The ship, a rare discovery, is from the Hanseatic period, when a group of northern European trade guilds dominated the Baltic and North seas from the 13th to 17th centuries, Live Science previously reported.

Wood quickly rots away underwater in this region, and few shipwrecks of this age have ever been found. But maritime archaeologists think the wreck survived beneath the waves because it was quickly engulfed and protected by a layer of fine mud carried there by the river Trave, which leads to the city of Lübeck about 5 miles (8 kilometers) inland.

The remains of the ship were first found in 2020 during a routine sonar survey by authorities of the navigable channel in the Trave. The vessel lies at a depth of about 36 feet (11 meters) in the predominantly saltwater outer stretch of the river, between Lübeck and the port of Travemünde at its mouth to the Baltic Sea.

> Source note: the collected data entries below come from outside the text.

use serde::{Deserialize, Serialize};

use crate::{application::error::ApplicationError, domain::models::file::ChunkResult};

/// Chunk request as sent by clients, either as a JSON body or a query string.
#[derive(Debug, Deserialize)]
pub struct ChunkRequestDTO {
    pub path: Option<String>,
    pub file: Option<String>,
    pub offset: Option<i64>,
}

impl ChunkRequestDTO {
    /// Missing offset means the start of the file.
    pub fn offset(&self) -> Result<u64, ApplicationError> {
        match self.offset {
            None => Ok(0),
            Some(offset) => u64::try_from(offset)
                .map_err(|_| ApplicationError::BadRequest(format!("negative offset {}", offset))),
        }
    }
}

#[derive(Debug, Serialize, Deserialize)]
pub struct ChunkResponse {
    pub status: u16,
    pub buffer: Vec<u8>,
    pub total_size: u64,
    pub is_last_chunk: bool,
}

impl From<ChunkResult> for ChunkResponse {
    fn from(chunk: ChunkResult) -> Self {
        Self {
            status: 200,
            buffer: chunk.bytes.to_vec(),
            total_size: chunk.total_size,
            is_last_chunk: chunk.is_last_chunk,
        }
    }
}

The wrecked ship was between 66 to 82 feet (20 to 25 m) long and may have been a galliot, a single-masted cargo ship common during the Hanseatic period, Fritz Jürgens, the lead maritime archaeologist on the project and assistant chair of protohistory, medieval and postmedieval archaeology at Kiel University in Germany, told Live Science.

At that time, the towns and guilds of northern Germany and elsewhere in Europe made up a successful bloc — the Hansa — that dominated trade throughout the Baltic and the North Sea.

The layer of river mud over the wreck may have prevented it from being colonized by Teredo navalis, a type of saltwater clam called “shipworm” that rapidly eats submerged wood, Jürgens said.

The bivalve quickly destroys wooden wrecks in the western Baltic region, but it doesn’t live in the colder waters of the eastern Baltic; as a result, centuries-old wooden wrecks like the one in the Trave are almost never found in the west, he said.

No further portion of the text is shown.